Enoch Ensley purchased the Pratt Company and its railroad along with the Alice Furnace and Linn Iron Works in 1882, reorganizing as the Pratt Coal & Iron Company. He sold his interests to the Tennessee Coal, Iron and Railroad Company in 1886 and was installed as its president. The company immediately began constructing new furnaces at the Ensley Works and expanding coal mining operations.

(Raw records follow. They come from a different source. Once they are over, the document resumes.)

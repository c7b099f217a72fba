//! Parser for the Containerfile subset accepted as packaging input.
//!
//! Only `FROM`, `COPY`, `LABEL`, `CMD`, `ENTRYPOINT` and `ENV` are
//! understood. Anything else is rejected with the line it appeared on.

use std::fmt;

/// Containerfile parse error.
#[derive(Debug, Clone, PartialEq, Eq)]
pub struct ParseError {
    pub line: usize,
    pub message: String,
    pub hint: Option<String>,
}

impl fmt::Display for ParseError {
    fn fmt(&self, f: &mut fmt::Formatter) -> fmt::Result {
        write!(f, "Line {}: {}", self.line, self.message)?;
        if let Some(hint) = &self.hint {
            write!(f, "\n  Hint: {}", hint)?;
        }
        Ok(())
    }
}

impl std::error::Error for ParseError {}

/// One supported instruction.
#[derive(Debug, Clone, PartialEq, Eq)]
pub enum Instruction {
    From { image: String },
    /// Only the first source of a multi-source copy is kept
    Copy { src: String, dest: String },
    Label { labels: Vec<(String, String)> },
    Cmd { command: Vec<String> },
    Entrypoint { command: Vec<String> },
    Env { vars: Vec<(String, String)> },
}

/// Instructions in file order, each with the line it started on.
#[derive(Debug, Clone, Default, PartialEq, Eq)]
pub struct Containerfile {
    pub instructions: Vec<(usize, Instruction)>,
}

/// Parse a Containerfile.
///
/// # Examples
/// ```
/// use bunny_hops::containerfile::{Instruction, parse_containerfile};
///
/// let parsed = parse_containerfile("FROM scratch\nCOPY kernel /.boot/kernel\n").unwrap();
/// assert_eq!(parsed.instructions.len(), 2);
/// assert_eq!(
///     parsed.instructions[0].1,
///     Instruction::From { image: "scratch".into() }
/// );
/// ```
///
/// # Errors
///
/// Returns the first malformed or unsupported instruction.
pub fn parse_containerfile(content: &str) -> Result<Containerfile, ParseError> {
    let mut instructions = Vec::new();
    for (line, text) in preprocess(content) {
        instructions.push((line, parse_instruction(line, &text)?));
    }
    Ok(Containerfile { instructions })
}

/// Join continuation lines and drop comment lines.
fn preprocess(content: &str) -> Vec<(usize, String)> {
    let mut result = Vec::new();
    let mut current_line = String::new();
    let mut current_line_num = 0;
    let mut continuation = false;

    for (line_num, line) in content.lines().enumerate() {
        let line_num = line_num + 1;
        let trimmed = line.trim();

        if trimmed.starts_with('#') || (trimmed.is_empty() && !continuation) {
            continue;
        }

        if continuation {
            current_line.push(' ');
            current_line.push_str(trimmed.trim_end_matches('\\').trim());
        } else {
            current_line_num = line_num;
            current_line = trimmed.trim_end_matches('\\').trim().to_string();
        }

        continuation = trimmed.ends_with('\\');

        if !continuation && !current_line.is_empty() {
            result.push((current_line_num, std::mem::take(&mut current_line)));
        }
    }

    if !current_line.is_empty() {
        result.push((current_line_num, current_line));
    }

    result
}

fn parse_instruction(line_num: usize, line: &str) -> Result<Instruction, ParseError> {
    let instruction = extract_instruction(line);
    let rest = extract_rest(line);
    let args = tokenize(rest);

    match instruction.as_str() {
        "FROM" => parse_from(line_num, &args),
        "COPY" => parse_copy(line_num, &args),
        "LABEL" => parse_label(line_num, &args),
        "ENV" => parse_env(line_num, &args),
        "CMD" => Ok(Instruction::Cmd {
            command: parse_command(line_num, rest)?,
        }),
        "ENTRYPOINT" => Ok(Instruction::Entrypoint {
            command: parse_command(line_num, rest)?,
        }),
        _ => Err(ParseError {
            line: line_num,
            message: format!("Unsupported command: {instruction}"),
            hint: Some("Supported: FROM, COPY, LABEL, CMD, ENTRYPOINT, ENV".into()),
        }),
    }
}

fn parse_from(line_num: usize, args: &[String]) -> Result<Instruction, ParseError> {
    let image = args
        .iter()
        .find(|arg| !arg.starts_with("--"))
        .ok_or_else(|| ParseError {
            line: line_num,
            message: "FROM requires an image".into(),
            hint: Some("Usage: FROM <image>".into()),
        })?;
    Ok(Instruction::From {
        image: image.clone(),
    })
}

fn parse_copy(line_num: usize, args: &[String]) -> Result<Instruction, ParseError> {
    let paths: Vec<String> = match args {
        [json] if json.starts_with('[') => parse_json_array(line_num, json)?,
        _ => args.iter().filter(|arg| !arg.starts_with("--")).cloned().collect(),
    };
    match paths.as_slice() {
        [src, .., dest] => Ok(Instruction::Copy {
            src: src.clone(),
            dest: dest.clone(),
        }),
        _ => Err(ParseError {
            line: line_num,
            message: "COPY requires a source and a destination".into(),
            hint: Some("Usage: COPY <src> <dest>".into()),
        }),
    }
}

fn parse_label(line_num: usize, args: &[String]) -> Result<Instruction, ParseError> {
    let labels = parse_pairs(line_num, "LABEL", args)?;
    Ok(Instruction::Label { labels })
}

fn parse_env(line_num: usize, args: &[String]) -> Result<Instruction, ParseError> {
    let vars = parse_pairs(line_num, "ENV", args)?;
    Ok(Instruction::Env { vars })
}

/// `key=value ...` pairs, or the legacy single `key value` form. Quotes
/// around keys and values are stripped.
fn parse_pairs(
    line_num: usize,
    instruction: &str,
    args: &[String],
) -> Result<Vec<(String, String)>, ParseError> {
    let unquote = |s: &str| s.trim_matches('"').to_string();
    let Some(first) = args.first() else {
        return Err(ParseError {
            line: line_num,
            message: format!("{instruction} requires at least one key=value pair"),
            hint: None,
        });
    };

    if !first.contains('=') {
        if args.len() < 2 {
            return Err(ParseError {
                line: line_num,
                message: format!("{instruction} requires a value"),
                hint: None,
            });
        }
        return Ok(vec![(unquote(first), unquote(&args[1..].join(" ")))]);
    }

    let mut pairs = Vec::new();
    for arg in args {
        let (key, value) = arg.split_once('=').ok_or_else(|| ParseError {
            line: line_num,
            message: format!("{instruction} expects key=value, got {arg}"),
            hint: None,
        })?;
        pairs.push((unquote(key), unquote(value)));
    }
    Ok(pairs)
}

/// Exec form (`["a", "b"]`) or shell form, which runs through `/bin/sh -c`.
fn parse_command(line_num: usize, rest: &str) -> Result<Vec<String>, ParseError> {
    if rest.starts_with('[') {
        return parse_json_array(line_num, rest);
    }
    if rest.is_empty() {
        return Ok(Vec::new());
    }
    Ok(vec!["/bin/sh".into(), "-c".into(), rest.to_string()])
}

fn parse_json_array(line_num: usize, json: &str) -> Result<Vec<String>, ParseError> {
    serde_json::from_str::<Vec<String>>(json).map_err(|_| ParseError {
        line: line_num,
        message: "Invalid JSON array".into(),
        hint: Some("Use [\"arg1\", \"arg2\"] format".into()),
    })
}

fn extract_instruction(line: &str) -> String {
    line.split_whitespace()
        .next()
        .unwrap_or("")
        .to_uppercase()
}

fn extract_rest(line: &str) -> &str {
    line.split_once(char::is_whitespace)
        .map_or("", |(_, rest)| rest.trim())
}

/// Simple tokenizer that respects quotes and JSON arrays.
fn tokenize(s: &str) -> Vec<String> {
    let mut tokens = Vec::new();
    let mut current = String::new();
    let mut in_quotes = false;
    let mut in_json = 0;

    for c in s.chars() {
        match c {
            '"' if in_json == 0 => {
                in_quotes = !in_quotes;
                current.push(c);
            }
            '[' if !in_quotes => {
                in_json += 1;
                current.push(c);
            }
            ']' if !in_quotes && in_json > 0 => {
                in_json -= 1;
                current.push(c);
                if in_json == 0 {
                    tokens.push(std::mem::take(&mut current));
                }
            }
            ' ' | '\t' if !in_quotes && in_json == 0 => {
                if !current.is_empty() {
                    tokens.push(std::mem::take(&mut current));
                }
            }
            _ => current.push(c),
        }
    }

    if !current.is_empty() {
        tokens.push(current);
    }

    tokens
}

By 1887 the company's railroad, now paralleled by the Kansas City, Memphis & Birmingham Railroad, had been extended to Ensley to supply the new furnaces. Additional westward expansion occurred after TCI's acquisition of the DeBardeleben Coal & Iron Company, Cahaba Coal Mining Company and Excelsior Mining Company in 1892. The line now stretched from Birmingham to Bessemer with connections to several coal mines. The railroad also assumed operation of the Cahaba Company's Woodstock & Blocton Railroad.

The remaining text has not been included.